[Start of Attachment]

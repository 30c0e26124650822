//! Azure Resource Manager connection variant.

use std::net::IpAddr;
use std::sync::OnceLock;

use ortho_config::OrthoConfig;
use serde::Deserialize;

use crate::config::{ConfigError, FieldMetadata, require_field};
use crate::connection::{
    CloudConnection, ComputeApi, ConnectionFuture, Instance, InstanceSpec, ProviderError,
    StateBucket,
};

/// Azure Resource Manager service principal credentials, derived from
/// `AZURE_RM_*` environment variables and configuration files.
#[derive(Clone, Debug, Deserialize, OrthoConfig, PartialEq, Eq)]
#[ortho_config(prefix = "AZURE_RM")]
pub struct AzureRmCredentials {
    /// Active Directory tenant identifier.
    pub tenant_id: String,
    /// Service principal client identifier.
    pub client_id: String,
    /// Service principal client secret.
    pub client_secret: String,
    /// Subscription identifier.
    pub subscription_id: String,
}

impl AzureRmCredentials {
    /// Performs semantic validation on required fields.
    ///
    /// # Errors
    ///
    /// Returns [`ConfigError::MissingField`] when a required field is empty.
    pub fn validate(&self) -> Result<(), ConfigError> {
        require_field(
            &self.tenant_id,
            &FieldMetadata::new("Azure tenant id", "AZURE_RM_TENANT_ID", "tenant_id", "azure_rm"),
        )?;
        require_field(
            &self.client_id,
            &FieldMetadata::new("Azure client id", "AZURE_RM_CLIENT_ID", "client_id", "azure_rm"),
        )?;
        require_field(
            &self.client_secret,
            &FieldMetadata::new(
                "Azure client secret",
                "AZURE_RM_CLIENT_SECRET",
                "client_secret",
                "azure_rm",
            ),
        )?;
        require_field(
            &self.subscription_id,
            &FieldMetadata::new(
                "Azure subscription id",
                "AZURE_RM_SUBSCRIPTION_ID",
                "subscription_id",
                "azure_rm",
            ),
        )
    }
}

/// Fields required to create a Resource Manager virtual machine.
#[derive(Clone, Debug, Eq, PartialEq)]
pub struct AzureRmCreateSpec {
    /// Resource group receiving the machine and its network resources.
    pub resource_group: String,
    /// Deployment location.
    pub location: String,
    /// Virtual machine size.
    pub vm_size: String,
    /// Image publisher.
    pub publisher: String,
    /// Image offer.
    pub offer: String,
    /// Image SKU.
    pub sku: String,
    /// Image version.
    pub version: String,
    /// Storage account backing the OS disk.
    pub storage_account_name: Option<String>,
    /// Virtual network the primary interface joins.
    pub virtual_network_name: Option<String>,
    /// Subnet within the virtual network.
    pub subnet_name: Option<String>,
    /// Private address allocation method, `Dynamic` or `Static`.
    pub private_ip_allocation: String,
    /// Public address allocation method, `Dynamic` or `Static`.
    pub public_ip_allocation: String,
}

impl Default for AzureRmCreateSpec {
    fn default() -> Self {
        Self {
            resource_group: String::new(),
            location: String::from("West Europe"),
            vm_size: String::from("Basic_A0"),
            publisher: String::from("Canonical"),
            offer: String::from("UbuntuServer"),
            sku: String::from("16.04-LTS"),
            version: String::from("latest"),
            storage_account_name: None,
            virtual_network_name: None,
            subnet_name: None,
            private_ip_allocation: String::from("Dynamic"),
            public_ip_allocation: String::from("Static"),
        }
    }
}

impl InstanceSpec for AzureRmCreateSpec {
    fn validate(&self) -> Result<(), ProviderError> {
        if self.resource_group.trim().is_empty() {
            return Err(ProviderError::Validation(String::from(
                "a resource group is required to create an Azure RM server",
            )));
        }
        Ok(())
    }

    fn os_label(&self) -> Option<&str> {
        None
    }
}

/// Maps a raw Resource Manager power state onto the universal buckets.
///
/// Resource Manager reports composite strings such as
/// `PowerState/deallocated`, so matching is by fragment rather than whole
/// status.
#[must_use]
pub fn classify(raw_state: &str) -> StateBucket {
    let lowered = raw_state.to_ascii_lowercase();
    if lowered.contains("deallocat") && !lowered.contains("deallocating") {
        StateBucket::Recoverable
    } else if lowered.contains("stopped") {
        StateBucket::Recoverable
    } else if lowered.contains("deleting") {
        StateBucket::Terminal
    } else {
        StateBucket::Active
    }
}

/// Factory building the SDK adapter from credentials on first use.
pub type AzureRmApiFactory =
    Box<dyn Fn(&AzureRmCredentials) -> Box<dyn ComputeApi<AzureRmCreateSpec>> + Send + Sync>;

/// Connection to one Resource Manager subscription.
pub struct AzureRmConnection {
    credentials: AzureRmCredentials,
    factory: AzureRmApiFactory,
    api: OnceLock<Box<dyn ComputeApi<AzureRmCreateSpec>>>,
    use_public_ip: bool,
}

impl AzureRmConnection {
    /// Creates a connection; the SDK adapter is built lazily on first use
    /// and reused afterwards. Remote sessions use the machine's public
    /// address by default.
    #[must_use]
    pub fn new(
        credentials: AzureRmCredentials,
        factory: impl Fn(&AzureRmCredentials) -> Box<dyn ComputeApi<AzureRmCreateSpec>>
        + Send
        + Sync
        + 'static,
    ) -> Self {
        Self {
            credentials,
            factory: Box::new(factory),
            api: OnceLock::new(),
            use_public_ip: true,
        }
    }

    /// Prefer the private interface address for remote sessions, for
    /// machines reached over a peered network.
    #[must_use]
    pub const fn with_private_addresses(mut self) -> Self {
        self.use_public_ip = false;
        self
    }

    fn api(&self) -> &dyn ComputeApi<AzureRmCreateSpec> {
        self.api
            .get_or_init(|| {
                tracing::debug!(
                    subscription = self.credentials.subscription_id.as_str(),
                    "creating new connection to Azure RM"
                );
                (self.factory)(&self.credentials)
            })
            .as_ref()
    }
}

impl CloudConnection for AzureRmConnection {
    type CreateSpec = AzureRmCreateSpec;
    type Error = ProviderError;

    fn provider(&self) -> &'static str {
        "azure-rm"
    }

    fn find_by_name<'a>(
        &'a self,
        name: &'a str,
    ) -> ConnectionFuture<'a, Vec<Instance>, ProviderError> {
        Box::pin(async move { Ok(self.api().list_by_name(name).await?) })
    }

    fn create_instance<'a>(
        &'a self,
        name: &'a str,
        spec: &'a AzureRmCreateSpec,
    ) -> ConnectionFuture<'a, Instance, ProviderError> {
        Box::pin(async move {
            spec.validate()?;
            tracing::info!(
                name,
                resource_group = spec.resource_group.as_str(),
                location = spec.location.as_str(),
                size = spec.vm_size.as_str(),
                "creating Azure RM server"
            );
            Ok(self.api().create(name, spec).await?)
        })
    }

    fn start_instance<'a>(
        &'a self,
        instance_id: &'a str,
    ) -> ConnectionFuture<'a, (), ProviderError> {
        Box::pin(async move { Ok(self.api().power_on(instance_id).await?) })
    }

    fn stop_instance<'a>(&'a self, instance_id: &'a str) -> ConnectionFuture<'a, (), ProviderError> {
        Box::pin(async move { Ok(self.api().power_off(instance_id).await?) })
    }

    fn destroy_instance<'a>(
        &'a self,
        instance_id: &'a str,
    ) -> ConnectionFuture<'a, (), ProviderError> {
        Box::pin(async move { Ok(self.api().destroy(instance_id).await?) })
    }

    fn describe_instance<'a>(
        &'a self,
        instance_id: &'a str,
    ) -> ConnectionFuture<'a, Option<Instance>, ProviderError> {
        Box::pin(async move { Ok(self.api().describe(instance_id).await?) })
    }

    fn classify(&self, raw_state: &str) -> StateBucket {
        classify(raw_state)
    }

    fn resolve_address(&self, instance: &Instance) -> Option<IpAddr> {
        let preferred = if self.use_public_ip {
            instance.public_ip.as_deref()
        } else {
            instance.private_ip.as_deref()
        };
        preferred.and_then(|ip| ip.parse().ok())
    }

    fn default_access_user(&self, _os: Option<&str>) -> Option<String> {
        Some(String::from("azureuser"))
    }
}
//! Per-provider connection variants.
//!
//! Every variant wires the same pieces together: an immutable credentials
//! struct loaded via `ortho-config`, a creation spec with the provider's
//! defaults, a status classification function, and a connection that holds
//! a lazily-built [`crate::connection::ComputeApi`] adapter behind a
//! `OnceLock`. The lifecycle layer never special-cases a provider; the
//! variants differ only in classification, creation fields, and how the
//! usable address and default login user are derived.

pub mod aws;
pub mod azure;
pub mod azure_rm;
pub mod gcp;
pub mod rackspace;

[End of Attachment]

■ WHAT YOU WILL DO ■
Transcribe word for word the lines from the one holding "ConnectionFuture<'a, Option<Instance>, ProviderError>" to the last line of the listing above, inclusive.

■ FINISHED TASK ■
    ) -> ConnectionFuture<'a, Option<Instance>, ProviderError> {
        Box::pin(async move { Ok(self.api().describe(instance_id).await?) })
    }

    fn classify(&self, raw_state: &str) -> StateBucket {
        classify(raw_state)
    }

    fn resolve_address(&self, instance: &Instance) -> Option<IpAddr> {
        let preferred = if self.use_public_ip {
            instance.public_ip.as_deref()
        } else {
            instance.private_ip.as_deref()
        };
        preferred.and_then(|ip| ip.parse().ok())
    }

    fn default_access_user(&self, _os: Option<&str>) -> Option<String> {
        Some(String::from("azureuser"))
    }
}
//! Per-provider connection variants.
//!
//! Every variant wires the same pieces together: an immutable credentials
//! struct loaded via `ortho-config`, a creation spec with the provider's
//! defaults, a status classification function, and a connection that holds
//! a lazily-built [`crate::connection::ComputeApi`] adapter behind a
//! `OnceLock`. The lifecycle layer never special-cases a provider; the
//! variants differ only in classification, creation fields, and how the
//! usable address and default login user are derived.

pub mod aws;
pub mod azure;
pub mod azure_rm;
pub mod gcp;
pub mod rackspace;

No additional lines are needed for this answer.